I judged a national moot court competition on Friday afternoon, March 10th at the King County Courthouse. I was part of a three person panel - all women - Judge Mary Yu and Beth Barrett Bloom - who heard arguments from two teams from law schools in Chicago. The competitors were excellent and I was pleased to learn that the one that impressed me the most, had only recently been arguing the side for the petitioner which showed versatility and deep understanding of the issues.

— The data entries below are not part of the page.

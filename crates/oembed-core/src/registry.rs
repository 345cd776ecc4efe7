//! Ordered provider registry.
//!
//! The [`ProviderRegistry`] holds compiled providers in configuration order
//! and answers "which provider handles this URL?". The first provider whose
//! pattern matches wins, so more specific providers must come first.

use std::path::Path;

use serde::Deserialize;

use crate::error::{Error, Result};
use crate::provider::{Provider, ProviderDefinition};

/// Provider list shipped with the crate.
pub const BUILTIN_PROVIDERS: &str = include_str!("../providers.toml");

#[derive(Debug, Deserialize)]
struct ProvidersFile {
    #[serde(default)]
    provider: Vec<ProviderDefinition>,
}

/// An immutable, ordered list of providers.
///
/// # Examples
///
/// ```
/// use oembed_core::ProviderRegistry;
///
/// let registry = ProviderRegistry::builtin().unwrap();
/// let provider = registry.find("https://youtu.be/dQw4w9WgXcQ").unwrap();
/// assert_eq!(provider.name(), "YouTube");
/// assert!(registry.find("https://example.com/page").is_none());
/// ```
#[derive(Debug, Clone, Default)]
pub struct ProviderRegistry {
    providers: Vec<Provider>,
}

impl ProviderRegistry {
    /// Create an empty registry with no providers.
    pub fn new() -> Self {
        Self {
            providers: Vec::new(),
        }
    }

    /// Compile definitions, keeping their order.
    ///
    /// Fails on the first invalid definition or on duplicate names.
    pub fn from_definitions(definitions: Vec<ProviderDefinition>) -> Result<Self> {
        let mut providers: Vec<Provider> = Vec::with_capacity(definitions.len());
        for definition in definitions {
            if providers.iter().any(|p| p.name() == definition.name) {
                return Err(Error::config(format!(
                    "duplicate provider name '{}'",
                    definition.name
                )));
            }
            providers.push(Provider::compile(definition)?);
        }

        tracing::debug!(count = providers.len(), "Loaded providers");
        Ok(Self { providers })
    }

    /// Parse a TOML document with `[[provider]]` entries.
    pub fn from_toml_str(content: &str) -> Result<Self> {
        let file: ProvidersFile = toml::from_str(content)?;
        Self::from_definitions(file.provider)
    }

    /// Load a TOML providers file.
    pub fn from_path(path: &Path) -> Result<Self> {
        let content = std::fs::read_to_string(path)?;
        Self::from_toml_str(&content)
    }

    /// The providers bundled with the crate.
    pub fn builtin() -> Result<Self> {
        Self::from_toml_str(BUILTIN_PROVIDERS)
    }

    /// First provider whose pattern matches `url`.
    pub fn find(&self, url: &str) -> Option<&Provider> {
        self.providers.iter().find(|p| p.matches(url))
    }

    /// Look up a provider by name.
    pub fn get(&self, name: &str) -> Option<&Provider> {
        self.providers.iter().find(|p| p.name() == name)
    }

    pub fn iter(&self) -> impl Iterator<Item = &Provider> {
        self.providers.iter()
    }

    pub fn len(&self) -> usize {
        self.providers.len()
    }

    pub fn is_empty(&self) -> bool {
        self.providers.is_empty()
    }
}
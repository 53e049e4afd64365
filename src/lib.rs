//! Mizuchi Transfr Library
//!
//! Resumable chunked multipart upload client with durable session
//! persistence.
//!
//! # Features
//!
//! - **Resumable**: progress survives restarts, crashes and network drops
//! - **Chunked**: deterministic partition of the file into numbered parts
//! - **Concurrent**: bounded worker pool with exactly-once part dispatch
//! - **Durable**: per-part persistence keyed by a file fingerprint
//! - **Cancellable**: cooperative pause (keep session) or discard (drop it)
//!
//! # Example
//!
//! ```no_run
//! use mizuchi_transfr::config::Config;
//! use mizuchi_transfr::service::HttpUploadService;
//! use mizuchi_transfr::store::SessionStore;
//! use mizuchi_transfr::transfer::TransferCoordinator;
//! use std::path::Path;
//! use std::sync::Arc;
//! use std::time::Duration;
//!
//! #[tokio::main]
//! async fn main() -> anyhow::Result<()> {
//!     let config = Config::load("config.yaml")?;
//!     let service = HttpUploadService::new(
//!         &config.service.endpoint,
//!         Duration::from_secs(config.service.timeout_seconds),
//!     )?;
//!     let store = SessionStore::open(config.store.path_buf())?;
//!     let coordinator = TransferCoordinator::new(Arc::new(service), store, config.transfer);
//!     let asset_id = coordinator.start(Path::new("video.mp4")).await?;
//!     println!("uploaded as {asset_id}");
//!     Ok(())
//! }
//! ```

pub mod config;
pub mod plan;
pub mod service;
pub mod session;
pub mod store;
pub mod transfer;

// Re-export commonly used types
pub use config::Config;
pub use transfer::TransferCoordinator;

/// Library version
pub const VERSION: &str = env!("CARGO_PKG_VERSION");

The problem the students were given was that of a fictitious driver/bodyguard of Osama Bin Laden who had been captured in Afghanistan in late 2001 by U.S. forces. He had been held at Guatanamo ever since. He had filed (like many real petitioners) a writ of habeus corpus. A Writ of Habeus Corpus was considered ESSENTIAL by our founders in that it would keep a government from imprisioning its citizens without due cause. Such write forces the government into stating exactly the reasons that it is holding the prisoner and move it toward a trial of those charges. This administration, by keeping these men prisoners for almost five years without charges and in fact claiming that they be kept indefinetely without charges to prevent unnamed prospective crimes, is precisely the abuses perpetrated by the British Empire and what our founders sought to prevent. Someone that the government simply did not like, or did not like the views they expoused would simply be arrested and thrown in prison and held there until King or minions felt like letting the person out.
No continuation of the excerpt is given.